Kagamin:

> > In the situation like the one of the Ariane I think the good solution is 
> > the introduce a fuzzy control system that has a degradation of its 
> > effectiveness as conditions come out of its specs, but avoids a total 
> > failure. This is what biological designs too do. It's a kind of 'defensive 
> > programming'.
> > 
> From what I heard, the software for Ariane was physically unable to handle 
> Ariane, so no matter what assertions you put into it, it would crash.

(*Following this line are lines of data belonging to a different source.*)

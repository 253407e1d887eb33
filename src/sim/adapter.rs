//! The boundary between the control loop and a hydraulic engine.

use chrono::{NaiveDateTime, TimeDelta};

use crate::error::Result;

use super::types::SimulationState;

/// A hydraulic simulation advanced one control interval at a time.
///
/// Implementors wrap an engine that can capture its internal state into an
/// opaque [`Simulator::Snapshot`] and build fresh, independent instances from
/// such a handle. The control loop owns exactly one live instance; every
/// candidate policy is scored on its own instance restored from a snapshot.
///
/// `Sync` is required because the live instance serves as the prototype for
/// restores performed concurrently by fitness evaluations.
pub trait Simulator: Sized + Sync {
    /// Engine state sufficient to resume the simulation exactly.
    type Snapshot: Clone + Send + Sync;

    /// Formal start of the simulation.
    fn start_time(&self) -> NaiveDateTime;

    /// Formal end of the simulation.
    fn end_time(&self) -> NaiveDateTime;

    /// Current simulated instant.
    fn current_time(&self) -> NaiveDateTime;

    /// Length of one control interval.
    fn control_step(&self) -> TimeDelta;

    /// Control intervals left before the end, counting a trailing partial one.
    fn steps_remaining(&self) -> usize;

    fn is_finished(&self) -> bool {
        self.steps_remaining() == 0
    }

    /// Steps forward by one control interval.
    ///
    /// Returns `true` once the end of the simulation has been reached.
    ///
    /// # Errors
    ///
    /// `MpcError::Simulation` if the engine reports a runtime fault.
    fn advance(&mut self) -> Result<bool>;

    /// Readings at the current instant. Pure read.
    fn current_state(&self) -> SimulationState;

    /// Captures the engine state at the current instant.
    ///
    /// # Errors
    ///
    /// `MpcError::Snapshot` if the engine cannot produce a resumable state.
    fn snapshot(&self) -> Result<Self::Snapshot>;

    /// Builds a new, independent instance continuing from `handle`.
    ///
    /// `self` only supplies the network definition; its own state is untouched.
    ///
    /// # Errors
    ///
    /// `MpcError::Restore` if `handle` was produced from a different network.
    fn restore_from(&self, handle: &Self::Snapshot) -> Result<Self>;

    /// Applies a fractional setting to a controlled structure from now on.
    ///
    /// # Errors
    ///
    /// `MpcError::Validation` for a fraction outside `[0, 1]` or an unknown structure.
    fn set_control(&mut self, structure_id: &str, fraction: f64) -> Result<()>;

    /// Maps a configured structure id (e.g. `"ORIFICE R1"`) to the engine's own id.
    ///
    /// # Errors
    ///
    /// `MpcError::Validation` if no controllable structure matches.
    fn resolve_structure(&self, structure_id: &str) -> Result<String>;

    /// Removes engine-native control rules; returns how many were removed.
    fn clear_control_rules(&mut self) -> usize;
}

/// Resolves every configured structure id, failing on the first unknown one.
pub fn resolve_structures<S: Simulator>(sim: &S, structure_ids: &[String]) -> Result<Vec<String>> {
    structure_ids
        .iter()
        .map(|id| sim.resolve_structure(id))
        .collect()
}

/// Validates a fractional setting.
pub(crate) fn check_fraction(structure_id: &str, fraction: f64) -> Result<()> {
    if (0.0..=1.0).contains(&fraction) {
        Ok(())
    } else {
        Err(crate::error::MpcError::Validation(format!(
            "setting {fraction} for \"{structure_id}\" is outside [0, 1]"
        )))
    }
}

#[cfg(test)]
mod tests {
    use super::check_fraction;

    #[test]
    fn fractions_inside_unit_interval_pass() {
        assert!(check_fraction("R1", 0.0).is_ok());
        assert!(check_fraction("R1", 0.5).is_ok());
        assert!(check_fraction("R1", 1.0).is_ok());
    }

    #[test]
    fn fractions_outside_unit_interval_fail() {
        assert!(check_fraction("R1", -0.1).is_err());
        assert!(check_fraction("R1", 1.01).is_err());
        assert!(check_fraction("R1", f64::NAN).is_err());
    }
}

In that last paragraph I was talking about something that doesn't use 
assertions, something like:
http://en.wikipedia.org/wiki/Fuzzy_Control_System

If well designed such systems have a graceful degradation of functionality even 
when you step out of their specs. Systems like this are used today in critical 
systems like breakers control systems of subway trains where a sharp shutdown 
like the one on the Ariane can cause hundred of deaths. When well designed such 
fuzzy systems do work very well. All this is kind of the opposite of the design 
strategy behind DbC :-)

My theory is that DbC is good to design and test critical systems because it 
allows you to spot and fix design bugs efficiently. But when the critical 
system is working, it's better to put beside it another system that shows 
graceful degradation and doesn't just stop working abruptly when some parameter 
is outside its designed specs. This is how most control systems in vertebrate 
brains are designed, they generally never just shut down.